> **Work item**: Everything from the top of the data below through the line with "rejects through alerts." should be duplicated exactly, and nothing past it.

START Listed records

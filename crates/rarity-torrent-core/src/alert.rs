//! Engine-emitted notifications.
//!
//! # Design
//! - Alerts are a closed tagged enum; predicates match on variants rather than runtime types.
//! - Every alert carries its emission time; the info-hash is optional because some alerts
//!   are session-global.

use std::fmt::{self, Display, Formatter};

use chrono::{DateTime, Utc};
use serde::{Deserialize, Serialize};

use crate::info_hash::InfoHash;

/// Mutating operations the engine confirms or rejects through alerts.
#[derive(Debug, Clone, Copy, PartialEq, Eq, Hash, Serialize, Deserialize)]
#[serde(rename_all = "snake_case")]
pub enum TorrentOperation {
    /// Torrent submission.
    Add,
    /// Pause request.
    Pause,
    /// Resume request.
    Resume,
    /// Removal request.
    Remove,
    /// Resume-data generation request.
    SaveResumeData,
}

impl TorrentOperation {
    /// Stable identifier used in logs and error context.
    #[must_use]
    pub const fn as_str(self) -> &'static str {
        match self {
            Self::Add => "add_torrent",
            Self::Pause => "pause_torrent",
            Self::Resume => "resume_torrent",
            Self::Remove => "remove_torrent",
            Self::SaveResumeData => "save_resume_data",
        }
    }

    /// Whether `event` is the engine's confirmation that this operation completed.
    #[must_use]
    pub const fn is_confirmed_by(self, event: &AlertEvent) -> bool {
        match (self, event) {
            (
                Self::Add,
                AlertEvent::OperationCompleted {
                    operation: Self::Add,
                    ..
                },
            )
            | (
                Self::Pause,
                AlertEvent::StatusChanged {
                    status: TorrentStatusChange::Paused,
                    ..
                },
            )
            | (
                Self::Resume,
                AlertEvent::StatusChanged {
                    status: TorrentStatusChange::Resumed,
                    ..
                },
            )
            | (Self::Remove, AlertEvent::TorrentRemoved { .. })
            | (Self::SaveResumeData, AlertEvent::ResumeDataReady { .. }) => true,
            _ => false,
        }
    }
}

impl Display for TorrentOperation {
    fn fmt(&self, f: &mut Formatter<'_>) -> fmt::Result {
        f.write_str(self.as_str())
    }
}

/// Status transitions reported by the engine.
#[derive(Debug, Clone, Copy, PartialEq, Eq, Serialize, Deserialize)]
#[serde(rename_all = "snake_case")]
pub enum TorrentStatusChange {
    /// Transfer paused.
    Paused,
    /// Transfer resumed.
    Resumed,
    /// Piece verification in progress.
    Checking,
    /// Actively downloading.
    Downloading,
    /// All pieces present.
    Finished,
}

/// Alert payload variants.
#[derive(Debug, Clone, PartialEq, Serialize, Deserialize)]
#[serde(tag = "kind", rename_all = "snake_case")]
pub enum AlertEvent {
    /// A mutating operation completed.
    OperationCompleted {
        /// Affected torrent.
        info_hash: InfoHash,
        /// Operation that completed.
        operation: TorrentOperation,
    },
    /// A mutating operation failed inside the engine.
    OperationFailed {
        /// Affected torrent.
        info_hash: InfoHash,
        /// Operation that failed.
        operation: TorrentOperation,
        /// Engine diagnostic.
        message: String,
    },
    /// Torrent status changed.
    StatusChanged {
        /// Affected torrent.
        info_hash: InfoHash,
        /// New status.
        status: TorrentStatusChange,
    },
    /// Resume data was generated and is ready to persist.
    ResumeDataReady {
        /// Affected torrent.
        info_hash: InfoHash,
        /// Engine-opaque resume blob.
        payload: Vec<u8>,
    },
    /// Torrent was removed from the session.
    TorrentRemoved {
        /// Removed torrent.
        info_hash: InfoHash,
    },
    /// Engine error notification.
    Error {
        /// Affected torrent, if any.
        info_hash: Option<InfoHash>,
        /// Engine diagnostic.
        message: String,
    },
    /// Any other notification.
    Other {
        /// Affected torrent, if any.
        info_hash: Option<InfoHash>,
        /// Engine diagnostic.
        message: String,
    },
}

/// Field-less discriminant of [`AlertEvent`], used for labels and type predicates.
#[derive(Debug, Clone, Copy, PartialEq, Eq, Hash)]
pub enum AlertKind {
    /// See [`AlertEvent::OperationCompleted`].
    OperationCompleted,
    /// See [`AlertEvent::OperationFailed`].
    OperationFailed,
    /// See [`AlertEvent::StatusChanged`].
    StatusChanged,
    /// See [`AlertEvent::ResumeDataReady`].
    ResumeDataReady,
    /// See [`AlertEvent::TorrentRemoved`].
    TorrentRemoved,
    /// See [`AlertEvent::Error`].
    Error,
    /// See [`AlertEvent::Other`].
    Other,
}

impl AlertKind {
    /// Stable snake-case label.
    #[must_use]
    pub const fn as_str(self) -> &'static str {
        match self {
            Self::OperationCompleted => "operation_completed",
            Self::OperationFailed => "operation_failed",
            Self::StatusChanged => "status_changed",
            Self::ResumeDataReady => "resume_data_ready",
            Self::TorrentRemoved => "torrent_removed",
            Self::Error => "error",
            Self::Other => "other",
        }
    }
}

impl Display for AlertKind {
    fn fmt(&self, f: &mut Formatter<'_>) -> fmt::Result {
        f.write_str(self.as_str())
    }
}

/// Notification emitted by the torrent engine.
#[derive(Debug, Clone, PartialEq, Serialize, Deserialize)]
pub struct Alert {
    /// Emission timestamp.
    pub emitted_at: DateTime<Utc>,
    /// Payload.
    pub event: AlertEvent,
}

impl Alert {
    /// Stamp an event with the current time.
    #[must_use]
    pub fn new(event: AlertEvent) -> Self {
        Self {
            emitted_at: Utc::now(),
            event,
        }
    }

    /// Discriminant of the payload.
    #[must_use]
    pub const fn kind(&self) -> AlertKind {
        match &self.event {
            AlertEvent::OperationCompleted { .. } => AlertKind::OperationCompleted,
            AlertEvent::OperationFailed { .. } => AlertKind::OperationFailed,
            AlertEvent::StatusChanged { .. } => AlertKind::StatusChanged,
            AlertEvent::ResumeDataReady { .. } => AlertKind::ResumeDataReady,
            AlertEvent::TorrentRemoved { .. } => AlertKind::TorrentRemoved,
            AlertEvent::Error { .. } => AlertKind::Error,
            AlertEvent::Other { .. } => AlertKind::Other,
        }
    }

    /// Torrent the alert refers to, if any.
    #[must_use]
    pub const fn info_hash(&self) -> Option<InfoHash> {
        match &self.event {
            AlertEvent::OperationCompleted { info_hash, .. }
            | AlertEvent::OperationFailed { info_hash, .. }
            | AlertEvent::StatusChanged { info_hash, .. }
            | AlertEvent::ResumeDataReady { info_hash, .. }
            | AlertEvent::TorrentRemoved { info_hash } => Some(*info_hash),
            AlertEvent::Error { info_hash, .. } | AlertEvent::Other { info_hash, .. } => {
                *info_hash
            }
        }
    }

    /// Human-readable summary for logs.
    #[must_use]
    pub fn message(&self) -> String {
        match &self.event {
            AlertEvent::OperationCompleted {
                info_hash,
                operation,
            } => format!("{operation} completed for {info_hash}"),
            AlertEvent::OperationFailed {
                info_hash,
                operation,
                message,
            } => format!("{operation} failed for {info_hash}: {message}"),
            AlertEvent::StatusChanged { info_hash, status } => {
                format!("{info_hash} is now {status:?}")
            }
            AlertEvent::ResumeDataReady { info_hash, payload } => {
                format!("resume data ready for {info_hash} ({} bytes)", payload.len())
            }
            AlertEvent::TorrentRemoved { info_hash } => format!("{info_hash} removed"),
            AlertEvent::Error { message, .. } | AlertEvent::Other { message, .. } => {
                message.clone()
            }
        }
    }

    /// Convenience constructor for [`AlertEvent::OperationCompleted`].
    #[must_use]
    pub fn operation_completed(info_hash: InfoHash, operation: TorrentOperation) -> Self {
        Self::new(AlertEvent::OperationCompleted {
            info_hash,
            operation,
        })
    }

    /// Convenience constructor for [`AlertEvent::StatusChanged`].
    #[must_use]
    pub fn status_changed(info_hash: InfoHash, status: TorrentStatusChange) -> Self {
        Self::new(AlertEvent::StatusChanged { info_hash, status })
    }
}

END Listed records

> **Task answer**:
filename crates/rarity-torrent-core/src/alert.rs
//! Engine-emitted notifications.
//!
//! # Design
//! - Alerts are a closed tagged enum; predicates match on variants rather than runtime types.
//! - Every alert carries its emission time; the info-hash is optional because some alerts
//!   are session-global.

use std::fmt::{self, Display, Formatter};

use chrono::{DateTime, Utc};
use serde::{Deserialize, Serialize};

use crate::info_hash::InfoHash;

/// Mutating operations the engine confirms or rejects through alerts.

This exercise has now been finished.